Little is known of the early life of Agnes Salm-Salm. Many scholars believe that she worked in a circus, then as an actress in Cuba. In 1861 she returned to the United States but soon left her home in Vermont to visit her sister in Washington, D.C. who was getting married. Agnes stayed around Washington when she met Prince Felix Salm-Salm, a soldier of fortune who was the youngest son of Florentin, 4th Prince of Salm-Salm, and a distant relation to the Emperor Franz Joseph of Austria-Hungary.

She had been riding her horse one morning through the city when Felix first saw her and he made sure she was invited to a party that he would be attending.

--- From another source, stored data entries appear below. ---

//! Critic Agent — editorial review of the drafted forecast story.
//!
//! Scans the draft sections and narrative for editorial problems and
//! appends them to `critic_issues`. This is the review-gate stage: the
//! orchestrator routes the run to `pending_review` when issues at or above
//! the configured severity threshold remain after this stage.
//!
//! The critic only raises issues — deciding whether they block is the
//! orchestrator's job.

use super::Agent;
use crate::context::{CriticIssue, IssueSeverity, PipelineStatus, ProjectContext};
use crate::error::AgentError;
use crate::forecast::FLAG_WIDE_INTERVAL;
use async_trait::async_trait;
use regex::Regex;
use tracing::debug;

/// Win probability above which certainty language stops being an issue.
const CERTAINTY_TOLERANCE: f64 = 0.95;

/// Minimum lede length; anything shorter reads as a stub.
const MIN_LEDE_CHARS: usize = 40;

pub struct CriticAgent {
    certainty_re: Regex,
}

impl CriticAgent {
    // Static pattern, exercised by the tests below.
    #[allow(clippy::expect_used)]
    pub fn new() -> Self {
        Self {
            certainty_re: Regex::new(
                r"(?i)\b(will win|is certain|guaranteed|inevitable|cannot lose|sure to win)\b",
            )
            .expect("static certainty pattern"),
        }
    }

    fn review(&self, ctx: &ProjectContext) -> Vec<CriticIssue> {
        let mut issues = Vec::new();

        let favourite_prob = ctx
            .forecast_result
            .as_ref()
            .and_then(|r| r.favourite())
            .map_or(0.0, |t| t.win_prob);

        // Certainty language against a probabilistic forecast
        if favourite_prob < CERTAINTY_TOLERANCE {
            for (section, text) in &ctx.draft_sections {
                if let Some(m) = self.certainty_re.find(text) {
                    issues.push(CriticIssue {
                        severity: IssueSeverity::High,
                        message: format!(
                            "certainty language '{}' with win probability {:.0}%",
                            m.as_str(),
                            favourite_prob * 100.0
                        ),
                        location: section.clone(),
                    });
                }
            }
        }

        // A wide-interval forecast must communicate its range
        if ctx.calibration_flags.iter().any(|f| f == FLAG_WIDE_INTERVAL)
            && !ctx.forecast_narrative.contains("between")
            && !ctx.forecast_narrative.contains("range")
        {
            issues.push(CriticIssue {
                severity: IssueSeverity::Medium,
                message: "wide-interval forecast but narrative carries no range language"
                    .to_string(),
                location: "forecast_narrative".to_string(),
            });
        }

        // Stub lede
        if ctx
            .draft_sections
            .get("lede")
            .is_some_and(|lede| lede.len() < MIN_LEDE_CHARS)
        {
            issues.push(CriticIssue {
                severity: IssueSeverity::Low,
                message: format!("lede shorter than {MIN_LEDE_CHARS} characters"),
                location: "lede".to_string(),
            });
        }

        issues
    }
}

impl Default for CriticAgent {
    fn default() -> Self {
        Self::new()
    }
}

#[async_trait]
impl Agent for CriticAgent {
    fn name(&self) -> &'static str {
        "critic"
    }

    fn requires(&self) -> PipelineStatus {
        PipelineStatus::DraftDone
    }

    fn produces(&self) -> PipelineStatus {
        PipelineStatus::CriticDone
    }

    async fn run(&self, mut ctx: ProjectContext) -> Result<ProjectContext, AgentError> {
        let issues = self.review(&ctx);

        debug!(
            article_id = %ctx.article_id,
            raised = issues.len(),
            "Editorial critique complete"
        );

        ctx.critic_issues.extend(issues);
        ctx.status = PipelineStatus::CriticDone;
        Ok(ctx)
    }
}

Soon Felix proposed to her and they were married on August 30, 1862, despite opposition from her family (he was Catholic and she was Protestant).

==American Civil War==
Prince Felix had a post as adjutant of Louis Blenker in the Army of the Potomac, and soon proceeded to the front. Agnes could not be apart from Felix for too long and eventually followed him to the battlefield. At his camp she would care for the sick and wounded soldiers although she had no previous knowledge of medicine.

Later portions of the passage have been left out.